APPEAL from the Superior Court of Law of NEW HANOVER, at Special Term in January, 1848, Manly, J., presiding.
No counsel for plaintiffs.
Strange for defendant.
This suit was commenced by warrant on 14 February, 1846, to recover the sum of $25 for a town tax, claimed from the defendant as a transient person keeping a shop in the town of Wilmington.
A private act, passed in 1784, provided for the election of commissioners of the town, and incorporated them and their successors, with the usual powers of appointing the necessary town officers, making ordinances and regulating the police of the town. It enacted that the commissioners "shall annually lay a tax not exceeding ten shillings on every £ 100 value of taxable property in the town, and also a poll tax," etc., to be collected and by the commissioners applied to various enumerated public purposes in the town.
By an act of 1806 it was, among other things, enacted that the Commissioners of Wilmington, if they deem the same necessary, may have power annually to lay a tax not exceeding £ 10 on each transient trader or shopkeeper who shall retail goods in the town, with a proviso that not person shall (251) be deemed such transient trader who shall be returned on the list of taxables for New Hanover County, or who will make oath, when the tax is demanded, that he has come into the town for the purpose of carrying on a permanent trade therein.
In 1811 a third act was passed, enacting that the commissioners may enlist a guard and night watch, "and that for the purpose of enabling the commissioners to support such guard they are hereby empowered to lay an additional tax," as follows: on each horse kept within the town, not exceeding fifty cents; on each four-wheeled carriage, not exceeding $2; on all two-wheeled carriages for hire or pleasure, not exceeding $1; on all drays and carts employed for hire, not exceeding $2; and on all transient persons keeping stores or shops in the said town, $25.
The plaintiffs further gave evidence that a town guard was kept up, and that on 2 January, 1844, seven persons who were chosen commissioners for 1844 qualified, and then passed the following ordinance:
"Resolved, and it is hereby ordered that a tax of $25 be laid on all transient persons keeping stores or shops in the town of Wilmington, according to an act of Assembly of 1811."

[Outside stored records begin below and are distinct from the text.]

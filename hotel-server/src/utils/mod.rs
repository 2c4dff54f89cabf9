//! Utility module
//!
//! - [`AppError`] - application error type (from shared::error)
//! - [`repo_err_to_app`] - storage error conversion
//! - logging, password hashing and field validation

pub mod error;
pub mod logger;
pub mod password;
pub mod validation;

pub use error::{AppError, AppResult, EntityCodes, ErrorCategory, ErrorCode, repo_err_to_app};
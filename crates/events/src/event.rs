use chrono::{DateTime, Utc};

/// A domain event: an immutable, versioned fact about an accepted change.
pub trait Event: Clone + core::fmt::Debug + Send + Sync + 'static {
    /// Stable event name (e.g. "warehouse.document.status_changed").
    fn event_type(&self) -> &'static str;

    /// Schema version for this event type.
    fn version(&self) -> u32;

    /// When the change happened (business time).
    fn occurred_at(&self) -> DateTime<Utc>;
}
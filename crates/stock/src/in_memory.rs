use std::collections::BTreeMap;
use std::sync::{Mutex, RwLock};

use chrono::NaiveDate;

use crate::ledger::{
    CommitReceipt, CommitRequest, LedgerError, LotRecord, MovementDirection, MovementUnit,
    OnhandByLocation, SerialRecord, StockLedger, StockLedgerView, StockMovement,
};

#[derive(Debug, Clone, PartialEq, Eq, PartialOrd, Ord)]
struct PositionKey {
    wh_code: String,
    loc_code: String,
    model_code: String,
}

impl PositionKey {
    fn new(wh_code: &str, loc_code: &str, model_code: &str) -> Self {
        Self {
            wh_code: wh_code.to_string(),
            loc_code: loc_code.to_string(),
            model_code: model_code.to_string(),
        }
    }
}

#[derive(Debug, Clone, Default)]
struct Position {
    onhand: i64,
    allocated: i64,
    lots: BTreeMap<String, LotRecord>,
    serials: BTreeMap<String, SerialRecord>,
}

#[derive(Debug, Clone, Default)]
struct LedgerState {
    positions: BTreeMap<PositionKey, Position>,
}

/// In-memory stock ledger.
///
/// Intended for tests/dev. A commit is applied to a copy of the state and
/// swapped in only when every movement succeeded.
#[derive(Debug, Default)]
pub struct InMemoryStockLedger {
    state: RwLock<LedgerState>,
    fail_next: Mutex<Option<String>>,
    committed: Mutex<Vec<CommitRequest>>,
}

impl InMemoryStockLedger {
    pub fn new() -> Self {
        Self::default()
    }

    /// Change one position in place. A poisoned ledger is logged and left
    /// untouched; every later read reports [`LedgerError::Poisoned`].
    fn update_position(
        &self,
        wh_code: &str,
        loc_code: &str,
        model_code: &str,
        f: impl FnOnce(&mut Position),
    ) {
        let Ok(mut state) = self.state.write() else {
            tracing::error!(wh_code, loc_code, model_code, "stock ledger lock poisoned");
            return;
        };
        f(state
            .positions
            .entry(PositionKey::new(wh_code, loc_code, model_code))
            .or_default());
    }

    /// Put untracked on-hand at a position.
    pub fn seed_untracked(&self, wh_code: &str, loc_code: &str, model_code: &str, qty: i64) {
        self.update_position(wh_code, loc_code, model_code, |pos| pos.onhand += qty);
    }

    /// Put a lot on hand; the position on-hand grows by the same quantity.
    pub fn seed_lot(
        &self,
        wh_code: &str,
        loc_code: &str,
        model_code: &str,
        lot_code: &str,
        qty: i64,
        expiry_date: Option<NaiveDate>,
    ) {
        self.update_position(wh_code, loc_code, model_code, |pos| {
            pos.onhand += qty;
            let lot = pos.lots.entry(lot_code.to_string()).or_insert(LotRecord {
                lot_code: lot_code.to_string(),
                onhand_qty: 0,
                expiry_date,
                receipt_date: None,
            });
            lot.onhand_qty += qty;
        });
    }

    /// Put one serial unit on hand.
    pub fn seed_serial(&self, wh_code: &str, loc_code: &str, model_code: &str, serial_no: &str) {
        self.update_position(wh_code, loc_code, model_code, |pos| {
            if pos
                .serials
                .insert(
                    serial_no.to_string(),
                    SerialRecord {
                        serial_no: serial_no.to_string(),
                        receipt_date: None,
                        expiry_date: None,
                    },
                )
                .is_none()
            {
                pos.onhand += 1;
            }
        });
    }

    /// Reserve quantity for open documents (set by the ledger owner).
    pub fn set_allocated(&self, wh_code: &str, loc_code: &str, model_code: &str, qty: i64) {
        self.update_position(wh_code, loc_code, model_code, |pos| {
            pos.allocated = qty.clamp(0, pos.onhand);
        });
    }

    /// Make the next commit fail as if the ledger were unreachable.
    pub fn fail_next_commit(&self, reason: impl Into<String>) {
        match self.fail_next.lock() {
            Ok(mut slot) => *slot = Some(reason.into()),
            Err(_) => tracing::error!("stock ledger failure switch poisoned"),
        }
    }

    /// Every request applied so far, in order.
    pub fn committed(&self) -> Vec<CommitRequest> {
        self.committed.lock().map(|c| c.clone()).unwrap_or_default()
    }

    fn with_position<T>(
        &self,
        wh_code: &str,
        loc_code: &str,
        model_code: &str,
        f: impl FnOnce(&Position) -> T,
    ) -> Result<Option<T>, LedgerError> {
        let state = self.state.read().map_err(|_| LedgerError::Poisoned)?;
        Ok(state
            .positions
            .get(&PositionKey::new(wh_code, loc_code, model_code))
            .map(f))
    }
}

impl StockLedgerView for InMemoryStockLedger {
    fn onhand(&self, wh_code: &str) -> Result<Vec<OnhandByLocation>, LedgerError> {
        let state = self.state.read().map_err(|_| LedgerError::Poisoned)?;
        Ok(state
            .positions
            .iter()
            .filter(|(k, _)| k.wh_code == wh_code)
            .map(|(k, p)| {
                OnhandByLocation::new(&k.wh_code, &k.loc_code, &k.model_code, p.onhand, p.allocated)
            })
            .collect())
    }

    fn lots(
        &self,
        wh_code: &str,
        loc_code: &str,
        model_code: &str,
    ) -> Result<Vec<LotRecord>, LedgerError> {
        Ok(self
            .with_position(wh_code, loc_code, model_code, |p| {
                p.lots.values().cloned().collect()
            })?
            .unwrap_or_default())
    }

    fn serials(
        &self,
        wh_code: &str,
        loc_code: &str,
        model_code: &str,
    ) -> Result<Vec<SerialRecord>, LedgerError> {
        Ok(self
            .with_position(wh_code, loc_code, model_code, |p| {
                p.serials.values().cloned().collect()
            })?
            .unwrap_or_default())
    }
}

impl StockLedger for InMemoryStockLedger {
    fn commit(&self, request: &CommitRequest) -> Result<CommitReceipt, LedgerError> {
        if let Ok(mut slot) = self.fail_next.lock() {
            if let Some(reason) = slot.take() {
                return Err(LedgerError::Unavailable(reason));
            }
        }

        let mut state = self.state.write().map_err(|_| LedgerError::Poisoned)?;
        let mut next = state.clone();
        for movement in &request.movements {
            apply_movement(&mut next, movement, request.occurred_on).map_err(|reason| {
                LedgerError::CommitRejected(format!(
                    "{} line {}: {reason}",
                    request.doc_no, movement.line_no
                ))
            })?;
        }
        *state = next;

        if let Ok(mut log) = self.committed.lock() {
            log.push(request.clone());
        }
        tracing::debug!(
            doc_no = %request.doc_no,
            movements = request.movements.len(),
            "ledger commit applied"
        );

        Ok(CommitReceipt {
            doc_no: request.doc_no.clone(),
            movements_applied: request.movements.len(),
        })
    }
}

fn apply_movement(
    state: &mut LedgerState,
    movement: &StockMovement,
    occurred_on: NaiveDate,
) -> Result<(), String> {
    if movement.qty <= 0 {
        return Err("movement quantity must be positive".to_string());
    }
    if matches!(movement.unit, MovementUnit::Serial { .. }) && movement.qty != 1 {
        return Err("serial movements move exactly one unit".to_string());
    }

    let key = PositionKey::new(&movement.wh_code, &movement.loc_code, &movement.model_code);

    match movement.direction {
        MovementDirection::In => {
            if let MovementUnit::Serial { serial_no } = &movement.unit {
                let duplicate = state.positions.iter().any(|(k, p)| {
                    k.wh_code == key.wh_code
                        && k.model_code == key.model_code
                        && p.serials.contains_key(serial_no)
                });
                if duplicate {
                    return Err(format!("serial {serial_no} already on hand"));
                }
            }

            let pos = state.positions.entry(key).or_default();
            pos.onhand += movement.qty;
            match &movement.unit {
                MovementUnit::Untracked => {}
                MovementUnit::Lot {
                    lot_code,
                    expiry_date,
                } => {
                    let lot = pos.lots.entry(lot_code.clone()).or_insert(LotRecord {
                        lot_code: lot_code.clone(),
                        onhand_qty: 0,
                        expiry_date: *expiry_date,
                        receipt_date: Some(occurred_on),
                    });
                    lot.onhand_qty += movement.qty;
                }
                MovementUnit::Serial { serial_no } => {
                    pos.serials.insert(
                        serial_no.clone(),
                        SerialRecord {
                            serial_no: serial_no.clone(),
                            receipt_date: Some(occurred_on),
                            expiry_date: None,
                        },
                    );
                }
            }
        }
        MovementDirection::Out => {
            let pos = state
                .positions
                .get_mut(&key)
                .ok_or_else(|| format!("nothing on hand at {}", key.loc_code))?;
            if pos.onhand < movement.qty {
                return Err(format!(
                    "on-hand {} at {} is below {}",
                    pos.onhand, key.loc_code, movement.qty
                ));
            }
            match &movement.unit {
                MovementUnit::Untracked => {}
                MovementUnit::Lot { lot_code, .. } => {
                    let lot = pos
                        .lots
                        .get_mut(lot_code)
                        .ok_or_else(|| format!("lot {lot_code} not on hand at {}", key.loc_code))?;
                    if lot.onhand_qty < movement.qty {
                        return Err(format!(
                            "lot {lot_code} holds {} which is below {}",
                            lot.onhand_qty, movement.qty
                        ));
                    }
                    lot.onhand_qty -= movement.qty;
                    if lot.onhand_qty == 0 {
                        pos.lots.remove(lot_code);
                    }
                }
                MovementUnit::Serial { serial_no } => {
                    if pos.serials.remove(serial_no).is_none() {
                        return Err(format!("serial {serial_no} not on hand at {}", key.loc_code));
                    }
                }
            }
            pos.onhand -= movement.qty;
            pos.allocated -= pos.allocated.min(movement.qty);
        }
    }

    Ok(())
}

#[cfg(test)]
mod tests {
    use super::*;

    fn day() -> NaiveDate {
        NaiveDate::from_ymd_opt(2024, 5, 2).unwrap()
    }

    fn out(line_no: u32, loc: &str, unit: MovementUnit, qty: i64) -> StockMovement {
        StockMovement {
            line_no,
            direction: MovementDirection::Out,
            wh_code: "WH1".into(),
            loc_code: loc.into(),
            model_code: "M1".into(),
            unit,
            qty,
        }
    }

    #[test]
    fn failed_movement_leaves_ledger_untouched() {
        let ledger = InMemoryStockLedger::new();
        ledger.seed_untracked("WH1", "A-01", "M1", 5);
        ledger.seed_untracked("WH1", "A-02", "M1", 1);

        let request = CommitRequest {
            doc_no: "GI-202405-0001".into(),
            occurred_on: day(),
            movements: vec![
                out(1, "A-01", MovementUnit::Untracked, 5),
                out(2, "A-02", MovementUnit::Untracked, 2),
            ],
        };

        let err = ledger.commit(&request).unwrap_err();
        assert!(matches!(err, LedgerError::CommitRejected(_)));

        let a01 = ledger.onhand_at("WH1", "A-01", "M1").unwrap().unwrap();
        assert_eq!(a01.onhand_qty, 5);
        assert!(ledger.committed().is_empty());
    }

    #[test]
    fn issue_commit_releases_allocation() {
        let ledger = InMemoryStockLedger::new();
        ledger.seed_untracked("WH1", "A-01", "M1", 10);
        ledger.set_allocated("WH1", "A-01", "M1", 4);

        let request = CommitRequest {
            doc_no: "GI-202405-0002".into(),
            occurred_on: day(),
            movements: vec![out(1, "A-01", MovementUnit::Untracked, 4)],
        };
        ledger.commit(&request).unwrap();

        let pos = ledger.onhand_at("WH1", "A-01", "M1").unwrap().unwrap();
        assert_eq!(pos.onhand_qty, 6);
        assert_eq!(pos.allocated_qty, 0);
        assert_eq!(pos.available_qty, 6);
    }

    #[test]
    fn compensation_restores_lots_and_serials() {
        let ledger = InMemoryStockLedger::new();
        ledger.seed_lot("WH1", "A-01", "M1", "L1", 3, None);
        ledger.seed_serial("WH1", "A-01", "M1", "SN-1");

        let request = CommitRequest {
            doc_no: "GI-202405-0003".into(),
            occurred_on: day(),
            movements: vec![
                out(
                    1,
                    "A-01",
                    MovementUnit::Lot {
                        lot_code: "L1".into(),
                        expiry_date: None,
                    },
                    3,
                ),
                out(
                    1,
                    "A-01",
                    MovementUnit::Serial {
                        serial_no: "SN-1".into(),
                    },
                    1,
                ),
            ],
        };
        ledger.commit(&request).unwrap();
        assert!(ledger.lots("WH1", "A-01", "M1").unwrap().is_empty());

        ledger.commit(&request.compensation()).unwrap();
        let lots = ledger.lots("WH1", "A-01", "M1").unwrap();
        assert_eq!(lots.len(), 1);
        assert_eq!(lots[0].onhand_qty, 3);
        assert_eq!(ledger.serials("WH1", "A-01", "M1").unwrap().len(), 1);
        assert_eq!(
            ledger.onhand_at("WH1", "A-01", "M1").unwrap().unwrap().onhand_qty,
            4
        );
    }

    #[test]
    fn injected_failure_is_reported_once() {
        let ledger = InMemoryStockLedger::new();
        ledger.seed_untracked("WH1", "A-01", "M1", 1);
        ledger.fail_next_commit("ledger busy");

        let request = CommitRequest {
            doc_no: "GI-202405-0004".into(),
            occurred_on: day(),
            movements: vec![out(1, "A-01", MovementUnit::Untracked, 1)],
        };
        assert!(matches!(
            ledger.commit(&request),
            Err(LedgerError::Unavailable(_))
        ));
        assert!(ledger.commit(&request).is_ok());
    }

    #[test]
    fn poisoned_ledger_refuses_reads() {
        let ledger = std::sync::Arc::new(InMemoryStockLedger::new());
        ledger.seed_untracked("WH1", "A-01", "M1", 4);
        let shared = ledger.clone();
        let _ = std::thread::spawn(move || {
            let _guard = shared.state.write().unwrap();
            panic!("writer died holding the lock");
        })
        .join();

        ledger.seed_untracked("WH1", "A-01", "M1", 6);
        assert!(matches!(ledger.onhand("WH1"), Err(LedgerError::Poisoned)));
    }
}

The plaintiffs further gave evidence that early in January, 1846, the defendant came with a stock of merchandise from Virginia to Wilmington for the purpose, as he then said, of temporarily selling the goods there; and that he remained there, as a trader, and retailed the goods for five or six weeks, and then went away; and that during that time the treasurer of the town demanded from him the sum of $25 for a tax, and the defendant refused to pay it.
(252) On the trial the counsel for the defendant objected to a recovery on several grounds, of which it is necessary to notice only two, as the opinion of the Court is confined to them. They are, first, that the Legislature could not constitutionally authorize the commissioners to lay this tax; and, secondly, that no tax was imposed for the year 1846. The presiding judge ruled those points, as well as the others, against the defendant, and from a verdict and judgment accordingly he appealed.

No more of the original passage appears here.